Oral verrucous carcinoma (also known as Ackerman tumor) is a rare, indolent variant of oral squamous cell carcinoma (SCC), representing approximately 5% of SCCs and 3%-4% of all oral carcinomas. Characteristically, oral verrucous carcinomas present as white or pink, painless, velvety lesions or warty exophytic tumors in the oral cavity (buccal mucosa and gingiva), oropharynx, and/or larynx.

Noninvasive verrucous mucosal lesions develop into proliferative verrucous leukoplakia, which can then progress to oral verrucous carcinoma or typical oral SCC.

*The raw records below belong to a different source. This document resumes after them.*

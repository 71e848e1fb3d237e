//! Supported locales and their formatting records.
//!
//! Locales, countries and currencies are static data. A locale links one
//! country (number separators) which links one currency (symbol and its
//! position). Unknown names are rejected with `UnsupportedLocale`.

use std::{fmt, str::FromStr};

use serde::Serialize;

use super::error::{LocalizationError, Result};

/// Name of the locale the source texts are written in.
pub const NATIVE_LOCALE: &str = "en_UK";

/// The two independent locale selections.
#[derive(Debug, Clone, Copy, PartialEq, Eq, PartialOrd, Ord, Hash, Serialize)]
#[serde(rename_all = "lowercase")]
pub enum Namespace {
    /// Language of the user interface.
    Application,
    /// Language of user data.
    Content,
}

impl Namespace {
    pub const ALL: [Namespace; 2] = [Namespace::Application, Namespace::Content];

    pub fn as_str(self) -> &'static str {
        match self {
            Namespace::Application => "application",
            Namespace::Content => "content",
        }
    }
}

impl fmt::Display for Namespace {
    fn fmt(&self, f: &mut fmt::Formatter<'_>) -> fmt::Result {
        f.write_str(self.as_str())
    }
}

impl FromStr for Namespace {
    type Err = LocalizationError;

    fn from_str(s: &str) -> Result<Self> {
        match s.to_ascii_lowercase().as_str() {
            "application" | "app" => Ok(Namespace::Application),
            "content" => Ok(Namespace::Content),
            _ => Err(LocalizationError::UnknownNamespace(s.to_string())),
        }
    }
}

#[derive(Debug, PartialEq, Eq)]
pub struct Currency {
    pub iso: &'static str,
    pub symbol: &'static str,
    pub singular: &'static str,
    pub plural: &'static str,
    /// `$12.00` rather than `12,00 €`.
    pub symbol_first: bool,
}

#[derive(Debug, PartialEq, Eq)]
pub struct Country {
    pub code: &'static str,
    pub label: &'static str,
    pub thousands_separator: &'static str,
    pub decimal_separator: &'static str,
    pub currency: &'static Currency,
}

#[derive(Debug, PartialEq, Eq)]
struct LocaleRecord {
    name: &'static str,
    label: &'static str,
    country: &'static Country,
}

static EUR: Currency = Currency {
    iso: "EUR",
    symbol: "€",
    singular: "Euro",
    plural: "Euros",
    symbol_first: false,
};
static USD: Currency = Currency {
    iso: "USD",
    symbol: "$",
    singular: "Dollar",
    plural: "Dollars",
    symbol_first: true,
};
static CAD: Currency = Currency {
    iso: "CAD",
    symbol: "$",
    singular: "Canadian Dollar",
    plural: "Canadian Dollars",
    symbol_first: true,
};
static GBP: Currency = Currency {
    iso: "GBP",
    symbol: "£",
    singular: "Pound",
    plural: "Pounds",
    symbol_first: true,
};
static MXN: Currency = Currency {
    iso: "MXN",
    symbol: "$",
    singular: "Peso",
    plural: "Pesos",
    symbol_first: true,
};
static PLN: Currency = Currency {
    iso: "PLN",
    symbol: "zł",
    singular: "Złoty",
    plural: "Złotys",
    symbol_first: false,
};
static SEK: Currency = Currency {
    iso: "SEK",
    symbol: "kr",
    singular: "Krona",
    plural: "Kronor",
    symbol_first: false,
};

const fn country(
    code: &'static str,
    label: &'static str,
    thousands_separator: &'static str,
    decimal_separator: &'static str,
    currency: &'static Currency,
) -> Country {
    Country {
        code,
        label,
        thousands_separator,
        decimal_separator,
        currency,
    }
}

static AT: Country = country("at", "Austria", ".", ",", &EUR);
static CA: Country = country("ca", "Canada", ",", ".", &CAD);
static DE: Country = country("de", "Germany", ".", ",", &EUR);
static ES: Country = country("es", "Spain", ".", ",", &EUR);
static FR: Country = country("fr", "France", " ", ",", &EUR);
static IT: Country = country("it", "Italy", ".", ",", &EUR);
static MX: Country = country("mx", "Mexico", ",", ".", &MXN);
static PL: Country = country("pl", "Poland", " ", ",", &PLN);
static SE: Country = country("se", "Sweden", " ", ",", &SEK);
static UK: Country = country("uk", "United Kingdom", ",", ".", &GBP);
static US: Country = country("us", "United States", ",", ".", &USD);

static LOCALES: [LocaleRecord; 11] = [
    LocaleRecord { name: "de_AT", label: "German (Austria)", country: &AT },
    LocaleRecord { name: "de_DE", label: "German", country: &DE },
    LocaleRecord { name: "en_CA", label: "English (Canada)", country: &CA },
    LocaleRecord { name: "en_UK", label: "English (UK)", country: &UK },
    LocaleRecord { name: "en_US", label: "English (US)", country: &US },
    LocaleRecord { name: "es_ES", label: "Spanish", country: &ES },
    LocaleRecord { name: "es_MX", label: "Spanish (Mexico)", country: &MX },
    LocaleRecord { name: "fr_FR", label: "French", country: &FR },
    LocaleRecord { name: "it_IT", label: "Italian", country: &IT },
    LocaleRecord { name: "pl_PL", label: "Polish", country: &PL },
    LocaleRecord { name: "sv_SE", label: "Swedish", country: &SE },
];

/// Handle to one supported locale.
#[derive(Clone, Copy, PartialEq, Eq)]
pub struct Locale(&'static LocaleRecord);

impl Locale {
    pub fn by_name(name: &str) -> Result<Locale> {
        LOCALES
            .iter()
            .find(|record| record.name == name)
            .map(Locale)
            .ok_or_else(|| LocalizationError::UnsupportedLocale(name.to_string()))
    }

    pub fn is_supported(name: &str) -> bool {
        LOCALES.iter().any(|record| record.name == name)
    }

    /// Every supported locale, ordered by name.
    pub fn supported() -> impl Iterator<Item = Locale> {
        LOCALES.iter().map(Locale)
    }

    pub fn native() -> Locale {
        Locale::by_name(NATIVE_LOCALE).unwrap_or(Locale(&LOCALES[3]))
    }

    pub fn name(&self) -> &'static str {
        self.0.name
    }

    pub fn label(&self) -> &'static str {
        self.0.label
    }

    /// Language part of the name (`de` for `de_AT`).
    pub fn language(&self) -> &'static str {
        self.0.name.split('_').next().unwrap_or(self.0.name)
    }

    pub fn is_native(&self) -> bool {
        self.0.name == NATIVE_LOCALE
    }

    pub fn country(&self) -> &'static Country {
        self.0.country
    }

    pub fn currency(&self) -> &'static Currency {
        self.0.country.currency
    }

    /// `1234567.891` with 2 decimals is `1,234,567.89` in `en_US` and
    /// `1.234.567,89` in `de_DE`.
    pub fn format_number(&self, value: f64, decimals: usize) -> String {
        let country = self.country();
        let formatted = format!("{:.*}", decimals, value.abs());
        let (int_part, frac_part) = formatted
            .split_once('.')
            .unwrap_or((formatted.as_str(), ""));

        let mut grouped = String::new();
        for (i, digit) in int_part.chars().enumerate() {
            if i > 0 && (int_part.len() - i) % 3 == 0 {
                grouped.push_str(country.thousands_separator);
            }
            grouped.push(digit);
        }

        let is_zero = formatted.chars().all(|c| c == '0' || c == '.');
        let mut out = String::new();
        if value < 0.0 && !is_zero {
            out.push('-');
        }
        out.push_str(&grouped);
        if !frac_part.is_empty() {
            out.push_str(country.decimal_separator);
            out.push_str(frac_part);
        }
        out
    }

    /// Amount with two decimals and the currency symbol on the side the
    /// currency uses.
    pub fn format_money(&self, value: f64) -> String {
        let currency = self.currency();
        let amount = self.format_number(value.abs(), 2);
        let sign = if value < 0.0 && amount.chars().any(|c| c.is_ascii_digit() && c != '0') {
            "-"
        } else {
            ""
        };

        if currency.symbol_first {
            format!("{}{}{}", sign, currency.symbol, amount)
        } else {
            format!("{}{} {}", sign, amount, currency.symbol)
        }
    }
}

impl fmt::Debug for Locale {
    fn fmt(&self, f: &mut fmt::Formatter<'_>) -> fmt::Result {
        f.debug_tuple("Locale").field(&self.0.name).finish()
    }
}

impl fmt::Display for Locale {
    fn fmt(&self, f: &mut fmt::Formatter<'_>) -> fmt::Result {
        f.write_str(self.0.name)
    }
}

#[cfg(test)]
mod tests {
    use super::*;
    use pretty_assertions::assert_eq;

    #[test]
    fn test_lookup() {
        let locale = Locale::by_name("de_AT").unwrap();
        assert_eq!(locale.label(), "German (Austria)");
        assert_eq!(locale.language(), "de");
        assert_eq!(locale.currency().iso, "EUR");
        assert!(!locale.is_native());
        assert!(Locale::native().is_native());

        let err = Locale::by_name("xx_XX").unwrap_err();
        assert_eq!(err.code(), "unsupported-locale");
    }

    #[test]
    fn test_supported_names_are_sorted() {
        let names: Vec<_> = Locale::supported().map(|l| l.name()).collect();
        let mut sorted = names.clone();
        sorted.sort();
        assert_eq!(names, sorted);
        assert_eq!(names.len(), 11);
    }

    #[test]
    fn test_format_number() {
        let us = Locale::by_name("en_US").unwrap();
        let de = Locale::by_name("de_DE").unwrap();
        let fr = Locale::by_name("fr_FR").unwrap();

        assert_eq!(us.format_number(1234567.891, 2), "1,234,567.89");
        assert_eq!(de.format_number(1234567.891, 2), "1.234.567,89");
        assert_eq!(fr.format_number(-1234.5, 1), "-1 234,5");
        assert_eq!(us.format_number(999.0, 0), "999");
        assert_eq!(us.format_number(-0.001, 2), "0.00");
    }

    #[test]
    fn test_format_money() {
        assert_eq!(Locale::by_name("en_US").unwrap().format_money(-12.5), "-$12.50");
        assert_eq!(Locale::by_name("de_DE").unwrap().format_money(1234.5), "1.234,50 €");
        assert_eq!(Locale::by_name("en_UK").unwrap().format_money(3.0), "£3.00");
        assert_eq!(Locale::by_name("sv_SE").unwrap().format_money(10.0), "10,00 kr");
    }

    #[test]
    fn test_namespace_parsing() {
        assert_eq!("app".parse::<Namespace>().unwrap(), Namespace::Application);
        assert_eq!("Content".parse::<Namespace>().unwrap(), Namespace::Content);
        let err = "user".parse::<Namespace>().unwrap_err();
        assert_eq!(err.code(), "unknown-namespace");
    }
}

Verrucous carcinomas rarely metastasize and have favorable prognoses. However, verrucous carcinomas can grow and destroy adjacent tissue, cartilage, and bone if left untreated. Patients usually report being aware of the lesion or tumor for years prior to seeking evaluation by a medical professional.

Men over the age of 55 most commonly develop oral verrucous carcinoma. Women may also develop verrucous carcinoma, but with a different presentation. In a 2001 study, women were reported to have a higher proportion of oral cavity tumors whereas men have higher proportion of laryngeal tumors.

Although most studies report an increased incidence of mucosal verrucous carcinoma among tobacco users (including dry and inhaled tobacco products), 16%-51% of oral verrucous carcinomas have been reported in patients without a history of tobacco use. When tobacco use is present and verrucous carcinoma is suspected, the mandibular vestibule (placement site for dry tobacco), buccal mucosa, hard palate, oropharynx, and larynx should be carefully inspected.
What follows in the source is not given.